[Stored data]
■ ■ ■ ■

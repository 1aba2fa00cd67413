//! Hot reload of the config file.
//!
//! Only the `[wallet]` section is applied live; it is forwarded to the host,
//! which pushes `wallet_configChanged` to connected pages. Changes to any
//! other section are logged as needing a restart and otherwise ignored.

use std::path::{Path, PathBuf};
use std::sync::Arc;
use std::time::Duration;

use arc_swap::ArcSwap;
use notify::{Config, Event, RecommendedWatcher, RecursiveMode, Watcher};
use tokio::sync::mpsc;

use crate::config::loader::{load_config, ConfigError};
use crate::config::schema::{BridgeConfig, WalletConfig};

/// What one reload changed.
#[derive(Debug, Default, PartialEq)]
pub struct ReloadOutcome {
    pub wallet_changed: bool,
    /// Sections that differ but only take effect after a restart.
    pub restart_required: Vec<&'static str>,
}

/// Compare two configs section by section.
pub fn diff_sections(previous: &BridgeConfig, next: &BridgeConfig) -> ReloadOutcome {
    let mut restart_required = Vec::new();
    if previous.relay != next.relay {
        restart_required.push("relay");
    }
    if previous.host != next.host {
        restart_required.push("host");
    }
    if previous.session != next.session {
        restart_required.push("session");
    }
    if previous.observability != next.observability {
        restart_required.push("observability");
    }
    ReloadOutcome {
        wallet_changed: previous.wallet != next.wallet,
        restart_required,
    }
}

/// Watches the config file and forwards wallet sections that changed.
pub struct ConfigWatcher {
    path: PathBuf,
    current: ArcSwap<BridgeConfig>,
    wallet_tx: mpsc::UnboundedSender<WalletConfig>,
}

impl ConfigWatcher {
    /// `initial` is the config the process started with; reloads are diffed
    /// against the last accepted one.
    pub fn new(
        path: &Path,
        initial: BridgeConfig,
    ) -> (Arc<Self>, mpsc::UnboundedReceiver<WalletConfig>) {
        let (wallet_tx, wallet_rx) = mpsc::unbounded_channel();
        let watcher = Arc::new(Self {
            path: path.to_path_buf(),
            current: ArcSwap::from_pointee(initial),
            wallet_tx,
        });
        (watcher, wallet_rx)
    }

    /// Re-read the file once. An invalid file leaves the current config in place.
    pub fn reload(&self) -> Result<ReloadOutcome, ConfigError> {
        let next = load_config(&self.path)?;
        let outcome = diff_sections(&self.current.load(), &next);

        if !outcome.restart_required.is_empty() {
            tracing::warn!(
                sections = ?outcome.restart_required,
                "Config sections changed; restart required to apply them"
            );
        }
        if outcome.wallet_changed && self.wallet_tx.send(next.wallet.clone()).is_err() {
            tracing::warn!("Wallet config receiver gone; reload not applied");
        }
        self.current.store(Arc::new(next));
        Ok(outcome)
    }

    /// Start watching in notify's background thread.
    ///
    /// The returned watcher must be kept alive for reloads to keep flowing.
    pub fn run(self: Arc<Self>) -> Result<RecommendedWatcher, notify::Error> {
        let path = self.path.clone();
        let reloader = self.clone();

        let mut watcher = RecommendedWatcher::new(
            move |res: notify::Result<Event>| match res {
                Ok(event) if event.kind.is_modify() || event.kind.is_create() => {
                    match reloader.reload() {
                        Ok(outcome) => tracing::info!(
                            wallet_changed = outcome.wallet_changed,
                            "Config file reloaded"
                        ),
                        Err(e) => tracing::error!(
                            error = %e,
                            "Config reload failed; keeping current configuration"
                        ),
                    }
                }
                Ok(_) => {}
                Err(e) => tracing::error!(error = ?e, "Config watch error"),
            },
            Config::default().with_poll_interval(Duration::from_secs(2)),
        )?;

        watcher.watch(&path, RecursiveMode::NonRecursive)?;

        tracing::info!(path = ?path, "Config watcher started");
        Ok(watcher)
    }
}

■ ■ ■ ■

__Task goal__
Reproduce exactly the section above that begins at the line containing "let outcome = diff_sections(&self.current.load(), &next);" and ends at the line containing "if outcome.wallet_changed &&", leaving out all other lines.

__Answer to this problem__
        let outcome = diff_sections(&self.current.load(), &next);

        if !outcome.restart_required.is_empty() {
            tracing::warn!(
                sections = ?outcome.restart_required,
                "Config sections changed; restart required to apply them"
            );
        }
        if outcome.wallet_changed && self.wallet_tx.send(next.wallet.clone()).is_err() {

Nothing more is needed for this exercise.